• THE TASK: Everything from the line containing "errors and panics." to the end of the records must be restated word for word, and nothing else.

#### INPUT RECORDS ####

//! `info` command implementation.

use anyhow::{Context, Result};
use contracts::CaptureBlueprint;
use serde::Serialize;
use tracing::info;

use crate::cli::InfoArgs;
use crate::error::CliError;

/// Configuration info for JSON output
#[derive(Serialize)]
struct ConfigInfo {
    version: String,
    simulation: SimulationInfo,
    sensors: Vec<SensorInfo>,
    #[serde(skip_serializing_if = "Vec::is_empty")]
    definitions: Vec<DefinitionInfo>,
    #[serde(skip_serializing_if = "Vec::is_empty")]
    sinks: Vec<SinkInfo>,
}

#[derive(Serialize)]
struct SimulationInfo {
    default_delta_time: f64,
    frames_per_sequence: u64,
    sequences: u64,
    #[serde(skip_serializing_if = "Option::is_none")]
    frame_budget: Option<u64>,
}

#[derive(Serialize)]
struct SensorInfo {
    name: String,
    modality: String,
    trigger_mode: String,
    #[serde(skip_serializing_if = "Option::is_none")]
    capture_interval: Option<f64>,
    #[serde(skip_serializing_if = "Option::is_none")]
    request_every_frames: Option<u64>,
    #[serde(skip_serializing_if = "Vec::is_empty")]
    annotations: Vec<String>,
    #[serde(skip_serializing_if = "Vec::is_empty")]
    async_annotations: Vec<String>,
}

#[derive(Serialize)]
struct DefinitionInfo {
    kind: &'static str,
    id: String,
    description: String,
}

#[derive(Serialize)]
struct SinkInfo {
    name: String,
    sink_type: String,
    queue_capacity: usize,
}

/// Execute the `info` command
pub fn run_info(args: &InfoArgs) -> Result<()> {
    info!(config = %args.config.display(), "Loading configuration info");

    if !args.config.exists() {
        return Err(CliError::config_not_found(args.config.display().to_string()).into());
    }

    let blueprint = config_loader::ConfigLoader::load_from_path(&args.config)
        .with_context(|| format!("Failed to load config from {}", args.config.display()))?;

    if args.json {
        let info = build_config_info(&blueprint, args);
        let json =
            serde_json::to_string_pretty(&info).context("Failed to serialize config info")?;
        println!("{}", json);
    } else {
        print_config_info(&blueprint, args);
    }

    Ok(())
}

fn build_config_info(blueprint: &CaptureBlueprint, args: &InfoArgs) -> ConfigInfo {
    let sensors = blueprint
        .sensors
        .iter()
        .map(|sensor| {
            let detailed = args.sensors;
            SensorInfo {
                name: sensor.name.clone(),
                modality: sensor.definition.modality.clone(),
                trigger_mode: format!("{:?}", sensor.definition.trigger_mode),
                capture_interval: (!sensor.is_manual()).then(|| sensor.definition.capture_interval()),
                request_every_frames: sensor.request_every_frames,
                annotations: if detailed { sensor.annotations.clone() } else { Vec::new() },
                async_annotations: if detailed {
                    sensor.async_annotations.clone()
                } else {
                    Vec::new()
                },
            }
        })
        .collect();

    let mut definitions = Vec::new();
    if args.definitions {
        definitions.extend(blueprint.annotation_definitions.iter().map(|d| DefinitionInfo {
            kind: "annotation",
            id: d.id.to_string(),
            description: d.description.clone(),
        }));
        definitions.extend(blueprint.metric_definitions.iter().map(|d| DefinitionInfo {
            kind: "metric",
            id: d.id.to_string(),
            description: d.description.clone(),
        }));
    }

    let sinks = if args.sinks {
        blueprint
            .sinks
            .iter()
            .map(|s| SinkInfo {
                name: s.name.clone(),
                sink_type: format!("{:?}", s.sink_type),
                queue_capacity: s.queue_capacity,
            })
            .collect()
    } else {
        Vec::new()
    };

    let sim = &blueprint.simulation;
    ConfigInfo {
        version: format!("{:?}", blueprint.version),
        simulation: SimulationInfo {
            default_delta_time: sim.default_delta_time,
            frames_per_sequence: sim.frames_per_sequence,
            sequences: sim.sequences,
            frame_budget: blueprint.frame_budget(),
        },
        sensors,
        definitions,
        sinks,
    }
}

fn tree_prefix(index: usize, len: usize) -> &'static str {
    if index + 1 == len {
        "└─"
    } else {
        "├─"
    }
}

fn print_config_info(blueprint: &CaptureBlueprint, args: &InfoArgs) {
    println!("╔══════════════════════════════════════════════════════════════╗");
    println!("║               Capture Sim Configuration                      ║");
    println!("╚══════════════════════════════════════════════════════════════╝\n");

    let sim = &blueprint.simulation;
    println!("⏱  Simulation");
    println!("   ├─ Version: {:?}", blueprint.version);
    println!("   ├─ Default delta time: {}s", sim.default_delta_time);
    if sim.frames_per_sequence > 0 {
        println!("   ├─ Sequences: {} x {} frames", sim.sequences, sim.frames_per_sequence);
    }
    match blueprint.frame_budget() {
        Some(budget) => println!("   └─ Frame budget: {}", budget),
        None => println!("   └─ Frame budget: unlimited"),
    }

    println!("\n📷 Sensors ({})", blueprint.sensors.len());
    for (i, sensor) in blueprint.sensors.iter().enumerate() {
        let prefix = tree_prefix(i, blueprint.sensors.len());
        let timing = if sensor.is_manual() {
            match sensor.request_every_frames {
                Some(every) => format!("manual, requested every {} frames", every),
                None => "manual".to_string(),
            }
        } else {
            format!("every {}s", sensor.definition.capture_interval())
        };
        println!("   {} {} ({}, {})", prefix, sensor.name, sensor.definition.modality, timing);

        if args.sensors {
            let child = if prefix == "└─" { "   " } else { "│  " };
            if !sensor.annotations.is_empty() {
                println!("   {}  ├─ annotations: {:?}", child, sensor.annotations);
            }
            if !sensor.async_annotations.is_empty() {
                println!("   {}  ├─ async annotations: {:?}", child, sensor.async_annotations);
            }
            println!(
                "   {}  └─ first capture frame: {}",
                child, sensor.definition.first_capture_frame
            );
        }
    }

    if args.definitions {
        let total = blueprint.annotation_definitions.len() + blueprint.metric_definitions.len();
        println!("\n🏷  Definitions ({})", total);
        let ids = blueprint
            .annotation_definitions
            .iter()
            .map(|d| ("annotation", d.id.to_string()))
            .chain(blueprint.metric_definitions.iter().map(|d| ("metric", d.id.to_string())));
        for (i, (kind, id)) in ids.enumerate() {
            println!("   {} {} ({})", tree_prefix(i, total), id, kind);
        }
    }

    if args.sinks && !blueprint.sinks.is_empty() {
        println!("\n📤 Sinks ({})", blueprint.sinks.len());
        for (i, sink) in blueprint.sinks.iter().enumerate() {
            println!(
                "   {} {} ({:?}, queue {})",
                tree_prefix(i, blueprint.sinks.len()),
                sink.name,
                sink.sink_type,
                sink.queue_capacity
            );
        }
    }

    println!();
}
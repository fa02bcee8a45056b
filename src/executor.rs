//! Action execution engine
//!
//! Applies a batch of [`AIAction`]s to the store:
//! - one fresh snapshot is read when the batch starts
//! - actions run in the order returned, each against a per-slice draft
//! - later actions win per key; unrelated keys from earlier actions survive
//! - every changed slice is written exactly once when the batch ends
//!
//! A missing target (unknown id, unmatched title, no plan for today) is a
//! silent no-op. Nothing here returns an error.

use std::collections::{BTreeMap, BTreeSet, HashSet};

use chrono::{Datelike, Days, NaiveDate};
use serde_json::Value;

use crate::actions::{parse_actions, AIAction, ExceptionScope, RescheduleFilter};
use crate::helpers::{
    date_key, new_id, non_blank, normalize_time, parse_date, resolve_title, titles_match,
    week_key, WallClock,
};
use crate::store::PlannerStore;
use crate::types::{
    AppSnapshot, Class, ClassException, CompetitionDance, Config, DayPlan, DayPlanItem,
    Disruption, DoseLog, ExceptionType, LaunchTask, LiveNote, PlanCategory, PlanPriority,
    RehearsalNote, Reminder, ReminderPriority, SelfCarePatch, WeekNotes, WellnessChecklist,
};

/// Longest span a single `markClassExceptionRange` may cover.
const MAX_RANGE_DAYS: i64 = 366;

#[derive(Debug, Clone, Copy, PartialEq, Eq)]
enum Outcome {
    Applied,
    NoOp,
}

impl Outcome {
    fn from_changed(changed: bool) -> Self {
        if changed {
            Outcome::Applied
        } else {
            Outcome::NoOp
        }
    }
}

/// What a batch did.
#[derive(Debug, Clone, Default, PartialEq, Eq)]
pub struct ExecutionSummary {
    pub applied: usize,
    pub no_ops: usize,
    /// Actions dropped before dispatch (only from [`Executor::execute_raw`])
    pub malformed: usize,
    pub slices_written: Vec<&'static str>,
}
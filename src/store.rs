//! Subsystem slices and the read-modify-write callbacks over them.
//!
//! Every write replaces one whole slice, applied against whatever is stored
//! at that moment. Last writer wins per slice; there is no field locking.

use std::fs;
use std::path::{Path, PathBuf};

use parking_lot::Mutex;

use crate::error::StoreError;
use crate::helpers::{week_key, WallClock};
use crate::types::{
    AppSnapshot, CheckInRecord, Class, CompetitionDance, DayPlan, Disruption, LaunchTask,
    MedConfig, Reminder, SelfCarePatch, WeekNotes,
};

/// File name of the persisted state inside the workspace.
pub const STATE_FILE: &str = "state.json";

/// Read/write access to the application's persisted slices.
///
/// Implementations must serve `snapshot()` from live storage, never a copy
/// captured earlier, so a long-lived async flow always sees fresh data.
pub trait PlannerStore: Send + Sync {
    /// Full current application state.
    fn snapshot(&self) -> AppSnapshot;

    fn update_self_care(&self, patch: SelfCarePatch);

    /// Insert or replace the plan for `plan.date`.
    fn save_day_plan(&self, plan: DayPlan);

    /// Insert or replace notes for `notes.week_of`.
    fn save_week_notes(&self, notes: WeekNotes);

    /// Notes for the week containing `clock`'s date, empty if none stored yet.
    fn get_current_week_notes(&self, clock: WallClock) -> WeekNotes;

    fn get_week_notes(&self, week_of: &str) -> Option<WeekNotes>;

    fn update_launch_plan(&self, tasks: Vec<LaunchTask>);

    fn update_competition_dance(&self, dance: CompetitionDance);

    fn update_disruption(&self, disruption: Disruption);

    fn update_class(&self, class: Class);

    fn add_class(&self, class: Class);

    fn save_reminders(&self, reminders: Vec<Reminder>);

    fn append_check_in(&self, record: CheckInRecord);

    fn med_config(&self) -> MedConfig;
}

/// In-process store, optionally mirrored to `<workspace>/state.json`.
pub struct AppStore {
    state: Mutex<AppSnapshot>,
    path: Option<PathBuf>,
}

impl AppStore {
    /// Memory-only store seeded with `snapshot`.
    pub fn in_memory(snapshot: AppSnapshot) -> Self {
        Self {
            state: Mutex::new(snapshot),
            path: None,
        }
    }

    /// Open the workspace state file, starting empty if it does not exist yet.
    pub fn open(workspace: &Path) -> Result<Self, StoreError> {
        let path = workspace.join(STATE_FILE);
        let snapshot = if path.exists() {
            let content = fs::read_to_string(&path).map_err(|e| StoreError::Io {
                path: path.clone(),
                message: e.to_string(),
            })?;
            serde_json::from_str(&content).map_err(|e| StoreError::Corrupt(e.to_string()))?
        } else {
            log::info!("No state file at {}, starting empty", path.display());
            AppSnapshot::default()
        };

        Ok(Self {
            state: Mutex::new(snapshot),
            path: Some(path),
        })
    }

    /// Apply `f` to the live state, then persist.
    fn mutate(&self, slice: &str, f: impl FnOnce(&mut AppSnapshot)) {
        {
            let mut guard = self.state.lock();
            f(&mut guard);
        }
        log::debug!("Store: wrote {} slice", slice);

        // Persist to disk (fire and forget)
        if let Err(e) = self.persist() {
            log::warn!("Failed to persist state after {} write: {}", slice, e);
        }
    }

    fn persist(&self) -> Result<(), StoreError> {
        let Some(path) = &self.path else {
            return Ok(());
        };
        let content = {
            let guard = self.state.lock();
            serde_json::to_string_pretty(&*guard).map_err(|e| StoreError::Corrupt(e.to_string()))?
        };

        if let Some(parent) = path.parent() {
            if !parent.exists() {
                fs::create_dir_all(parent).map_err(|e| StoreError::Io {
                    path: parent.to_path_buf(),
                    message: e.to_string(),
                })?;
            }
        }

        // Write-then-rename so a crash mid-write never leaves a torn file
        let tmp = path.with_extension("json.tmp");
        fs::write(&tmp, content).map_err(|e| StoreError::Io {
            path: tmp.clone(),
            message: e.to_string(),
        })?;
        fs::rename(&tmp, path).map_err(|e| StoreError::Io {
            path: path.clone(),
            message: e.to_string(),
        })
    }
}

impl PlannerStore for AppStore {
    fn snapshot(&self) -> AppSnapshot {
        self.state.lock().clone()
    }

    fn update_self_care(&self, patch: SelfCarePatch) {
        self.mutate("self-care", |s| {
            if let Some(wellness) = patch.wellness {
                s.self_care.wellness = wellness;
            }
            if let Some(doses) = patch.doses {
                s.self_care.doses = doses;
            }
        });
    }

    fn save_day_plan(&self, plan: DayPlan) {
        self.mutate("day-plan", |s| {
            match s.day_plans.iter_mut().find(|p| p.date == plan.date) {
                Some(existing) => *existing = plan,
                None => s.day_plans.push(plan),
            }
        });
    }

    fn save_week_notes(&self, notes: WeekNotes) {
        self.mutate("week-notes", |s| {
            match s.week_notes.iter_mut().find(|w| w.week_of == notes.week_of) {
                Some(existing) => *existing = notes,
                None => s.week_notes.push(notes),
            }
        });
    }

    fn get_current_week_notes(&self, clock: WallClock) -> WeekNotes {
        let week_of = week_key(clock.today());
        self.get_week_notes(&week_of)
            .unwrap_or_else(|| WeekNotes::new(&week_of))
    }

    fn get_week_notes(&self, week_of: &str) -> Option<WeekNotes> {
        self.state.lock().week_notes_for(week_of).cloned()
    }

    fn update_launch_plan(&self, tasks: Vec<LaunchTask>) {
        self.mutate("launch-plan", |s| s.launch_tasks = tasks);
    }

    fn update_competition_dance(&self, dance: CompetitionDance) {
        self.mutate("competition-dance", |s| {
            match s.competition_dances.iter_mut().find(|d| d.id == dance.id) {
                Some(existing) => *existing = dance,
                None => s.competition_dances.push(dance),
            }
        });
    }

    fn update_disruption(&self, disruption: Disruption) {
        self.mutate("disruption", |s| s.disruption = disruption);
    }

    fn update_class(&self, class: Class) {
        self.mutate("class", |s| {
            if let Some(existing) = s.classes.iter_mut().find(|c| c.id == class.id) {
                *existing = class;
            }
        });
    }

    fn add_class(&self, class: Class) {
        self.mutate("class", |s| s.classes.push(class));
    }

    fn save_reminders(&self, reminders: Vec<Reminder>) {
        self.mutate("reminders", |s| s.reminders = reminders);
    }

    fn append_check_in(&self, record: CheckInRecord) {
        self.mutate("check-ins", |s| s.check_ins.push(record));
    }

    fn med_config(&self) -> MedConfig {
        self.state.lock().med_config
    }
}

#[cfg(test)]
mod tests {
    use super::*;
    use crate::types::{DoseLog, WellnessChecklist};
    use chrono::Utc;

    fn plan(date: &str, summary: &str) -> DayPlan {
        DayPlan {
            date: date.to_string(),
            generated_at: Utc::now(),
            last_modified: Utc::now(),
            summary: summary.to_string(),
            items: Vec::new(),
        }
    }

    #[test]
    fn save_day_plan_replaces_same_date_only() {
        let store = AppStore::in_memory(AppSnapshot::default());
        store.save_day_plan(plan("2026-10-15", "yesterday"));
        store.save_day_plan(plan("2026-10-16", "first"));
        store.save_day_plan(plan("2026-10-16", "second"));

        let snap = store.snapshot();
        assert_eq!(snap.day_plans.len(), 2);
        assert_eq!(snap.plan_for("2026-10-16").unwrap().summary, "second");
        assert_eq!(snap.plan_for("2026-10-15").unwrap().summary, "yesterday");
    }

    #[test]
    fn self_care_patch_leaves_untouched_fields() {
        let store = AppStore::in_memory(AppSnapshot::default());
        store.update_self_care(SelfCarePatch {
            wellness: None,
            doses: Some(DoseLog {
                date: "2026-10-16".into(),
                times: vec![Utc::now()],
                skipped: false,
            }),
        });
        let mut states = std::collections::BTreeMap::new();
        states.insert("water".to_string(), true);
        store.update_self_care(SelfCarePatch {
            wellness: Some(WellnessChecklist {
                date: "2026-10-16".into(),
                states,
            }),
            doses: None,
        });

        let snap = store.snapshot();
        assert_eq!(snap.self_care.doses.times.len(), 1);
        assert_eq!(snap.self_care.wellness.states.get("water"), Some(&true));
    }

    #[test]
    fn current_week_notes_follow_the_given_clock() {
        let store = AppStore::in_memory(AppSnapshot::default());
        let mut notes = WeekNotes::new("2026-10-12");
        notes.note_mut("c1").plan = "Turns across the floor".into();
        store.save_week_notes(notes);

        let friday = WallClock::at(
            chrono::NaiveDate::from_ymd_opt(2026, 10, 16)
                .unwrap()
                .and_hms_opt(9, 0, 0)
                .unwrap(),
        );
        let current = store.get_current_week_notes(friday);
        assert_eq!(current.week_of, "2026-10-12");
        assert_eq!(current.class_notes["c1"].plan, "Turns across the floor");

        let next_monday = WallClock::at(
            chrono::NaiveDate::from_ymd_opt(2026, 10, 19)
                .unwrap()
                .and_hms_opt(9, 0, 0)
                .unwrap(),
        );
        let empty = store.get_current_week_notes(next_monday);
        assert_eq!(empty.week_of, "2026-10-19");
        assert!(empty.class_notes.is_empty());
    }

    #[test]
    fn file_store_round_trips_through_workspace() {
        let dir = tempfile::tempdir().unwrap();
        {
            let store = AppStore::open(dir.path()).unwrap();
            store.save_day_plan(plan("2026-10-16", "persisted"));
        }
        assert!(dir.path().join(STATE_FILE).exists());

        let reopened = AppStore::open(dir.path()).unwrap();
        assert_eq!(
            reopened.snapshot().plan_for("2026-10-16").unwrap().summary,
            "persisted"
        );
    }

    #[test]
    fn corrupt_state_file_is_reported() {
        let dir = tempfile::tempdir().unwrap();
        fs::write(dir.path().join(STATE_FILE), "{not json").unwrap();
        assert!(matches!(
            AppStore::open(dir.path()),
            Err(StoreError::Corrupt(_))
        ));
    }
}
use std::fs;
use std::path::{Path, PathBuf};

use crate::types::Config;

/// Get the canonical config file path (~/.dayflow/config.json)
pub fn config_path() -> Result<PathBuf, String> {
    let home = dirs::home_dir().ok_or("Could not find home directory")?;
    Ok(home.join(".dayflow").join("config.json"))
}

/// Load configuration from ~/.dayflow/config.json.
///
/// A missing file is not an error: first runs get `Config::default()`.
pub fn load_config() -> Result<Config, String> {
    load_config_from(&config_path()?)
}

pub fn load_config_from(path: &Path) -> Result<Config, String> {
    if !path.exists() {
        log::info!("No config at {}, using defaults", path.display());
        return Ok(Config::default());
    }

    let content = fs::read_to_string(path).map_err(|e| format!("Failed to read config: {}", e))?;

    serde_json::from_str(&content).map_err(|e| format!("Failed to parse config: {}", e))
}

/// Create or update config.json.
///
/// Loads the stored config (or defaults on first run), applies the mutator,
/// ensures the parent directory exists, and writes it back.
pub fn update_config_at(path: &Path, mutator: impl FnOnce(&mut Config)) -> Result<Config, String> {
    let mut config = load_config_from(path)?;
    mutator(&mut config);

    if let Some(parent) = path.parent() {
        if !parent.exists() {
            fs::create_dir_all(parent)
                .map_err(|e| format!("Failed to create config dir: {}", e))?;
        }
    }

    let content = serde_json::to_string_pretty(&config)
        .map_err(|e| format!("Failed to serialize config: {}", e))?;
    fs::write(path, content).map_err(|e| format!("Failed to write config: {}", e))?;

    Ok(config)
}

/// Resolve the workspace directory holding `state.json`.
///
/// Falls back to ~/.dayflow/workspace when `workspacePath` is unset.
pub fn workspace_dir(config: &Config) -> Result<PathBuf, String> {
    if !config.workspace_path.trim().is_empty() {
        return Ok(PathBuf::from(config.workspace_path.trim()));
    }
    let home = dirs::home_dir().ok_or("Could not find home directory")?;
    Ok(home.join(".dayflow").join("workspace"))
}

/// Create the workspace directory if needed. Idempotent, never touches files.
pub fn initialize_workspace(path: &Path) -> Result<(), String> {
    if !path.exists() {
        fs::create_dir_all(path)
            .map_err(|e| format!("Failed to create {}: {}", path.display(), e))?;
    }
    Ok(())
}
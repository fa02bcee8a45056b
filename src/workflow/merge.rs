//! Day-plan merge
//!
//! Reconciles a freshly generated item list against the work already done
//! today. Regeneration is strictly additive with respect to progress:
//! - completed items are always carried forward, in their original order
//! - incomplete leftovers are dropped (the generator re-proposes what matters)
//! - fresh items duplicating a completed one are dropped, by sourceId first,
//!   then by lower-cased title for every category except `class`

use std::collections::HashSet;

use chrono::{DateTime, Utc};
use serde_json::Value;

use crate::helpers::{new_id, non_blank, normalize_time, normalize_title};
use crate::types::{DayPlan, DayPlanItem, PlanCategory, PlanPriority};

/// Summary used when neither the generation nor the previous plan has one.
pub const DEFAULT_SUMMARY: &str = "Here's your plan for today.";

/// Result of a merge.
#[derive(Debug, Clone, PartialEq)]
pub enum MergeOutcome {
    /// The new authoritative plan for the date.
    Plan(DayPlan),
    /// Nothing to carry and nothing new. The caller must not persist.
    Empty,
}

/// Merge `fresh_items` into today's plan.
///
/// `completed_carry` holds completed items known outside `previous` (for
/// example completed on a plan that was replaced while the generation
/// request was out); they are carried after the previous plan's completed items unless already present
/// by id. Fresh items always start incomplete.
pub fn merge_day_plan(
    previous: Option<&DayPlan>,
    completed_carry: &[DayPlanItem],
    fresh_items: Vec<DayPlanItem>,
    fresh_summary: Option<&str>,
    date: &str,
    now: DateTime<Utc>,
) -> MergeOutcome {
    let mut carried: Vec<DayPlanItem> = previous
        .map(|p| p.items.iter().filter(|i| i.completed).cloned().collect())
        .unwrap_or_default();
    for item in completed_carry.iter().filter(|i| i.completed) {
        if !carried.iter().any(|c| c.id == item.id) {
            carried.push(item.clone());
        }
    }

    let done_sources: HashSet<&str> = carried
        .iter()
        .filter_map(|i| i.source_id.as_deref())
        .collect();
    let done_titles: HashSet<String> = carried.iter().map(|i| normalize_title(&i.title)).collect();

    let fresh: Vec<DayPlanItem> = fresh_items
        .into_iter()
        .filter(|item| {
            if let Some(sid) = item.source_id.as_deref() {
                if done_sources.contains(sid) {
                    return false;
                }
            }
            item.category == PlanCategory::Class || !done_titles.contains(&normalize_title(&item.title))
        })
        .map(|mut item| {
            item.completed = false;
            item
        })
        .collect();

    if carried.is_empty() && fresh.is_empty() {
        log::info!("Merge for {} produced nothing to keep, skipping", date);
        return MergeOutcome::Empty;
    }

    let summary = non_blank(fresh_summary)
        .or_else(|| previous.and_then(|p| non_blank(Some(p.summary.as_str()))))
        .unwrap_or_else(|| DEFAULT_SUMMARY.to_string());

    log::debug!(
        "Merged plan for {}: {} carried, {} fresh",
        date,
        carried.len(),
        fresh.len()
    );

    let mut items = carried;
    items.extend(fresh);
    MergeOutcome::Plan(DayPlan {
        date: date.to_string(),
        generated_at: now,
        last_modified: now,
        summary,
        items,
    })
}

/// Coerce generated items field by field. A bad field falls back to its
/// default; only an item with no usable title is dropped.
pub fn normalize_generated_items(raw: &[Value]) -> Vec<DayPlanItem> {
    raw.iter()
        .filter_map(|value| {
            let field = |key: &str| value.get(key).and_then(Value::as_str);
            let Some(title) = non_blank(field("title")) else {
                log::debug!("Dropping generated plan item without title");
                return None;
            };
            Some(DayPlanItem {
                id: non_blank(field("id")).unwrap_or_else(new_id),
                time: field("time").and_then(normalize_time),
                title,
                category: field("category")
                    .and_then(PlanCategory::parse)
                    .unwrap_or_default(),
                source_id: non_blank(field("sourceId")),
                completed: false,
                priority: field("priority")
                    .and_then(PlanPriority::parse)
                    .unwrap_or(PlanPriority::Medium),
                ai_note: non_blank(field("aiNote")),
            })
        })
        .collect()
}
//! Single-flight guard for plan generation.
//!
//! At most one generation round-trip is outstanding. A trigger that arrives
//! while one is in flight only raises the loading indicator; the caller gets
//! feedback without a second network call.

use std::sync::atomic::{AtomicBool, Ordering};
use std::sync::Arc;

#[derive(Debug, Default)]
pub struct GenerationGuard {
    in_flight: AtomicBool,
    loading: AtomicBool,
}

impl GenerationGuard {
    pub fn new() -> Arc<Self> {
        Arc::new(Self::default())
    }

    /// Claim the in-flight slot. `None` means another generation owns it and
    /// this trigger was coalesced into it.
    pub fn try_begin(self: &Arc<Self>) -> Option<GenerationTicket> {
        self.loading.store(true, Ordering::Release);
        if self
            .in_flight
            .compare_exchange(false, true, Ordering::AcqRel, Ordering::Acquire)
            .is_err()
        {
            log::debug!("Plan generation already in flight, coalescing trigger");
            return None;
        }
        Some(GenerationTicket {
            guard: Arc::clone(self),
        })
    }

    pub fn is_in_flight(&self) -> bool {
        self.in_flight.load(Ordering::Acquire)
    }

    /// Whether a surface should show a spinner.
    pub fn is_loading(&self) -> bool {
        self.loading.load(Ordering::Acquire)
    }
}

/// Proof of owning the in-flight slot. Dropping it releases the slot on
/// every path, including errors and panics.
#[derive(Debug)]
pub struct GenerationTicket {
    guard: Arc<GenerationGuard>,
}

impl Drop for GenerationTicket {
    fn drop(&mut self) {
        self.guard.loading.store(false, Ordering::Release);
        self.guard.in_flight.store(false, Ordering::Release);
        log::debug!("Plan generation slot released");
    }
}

####

• TASK RESULT:
/// every path, including errors and panics.
#[derive(Debug)]
pub struct GenerationTicket {
    guard: Arc<GenerationGuard>,
}

impl Drop for GenerationTicket {
    fn drop(&mut self) {
        self.guard.loading.store(false, Ordering::Release);
        self.guard.in_flight.store(false, Ordering::Release);
        log::debug!("Plan generation slot released");
    }
}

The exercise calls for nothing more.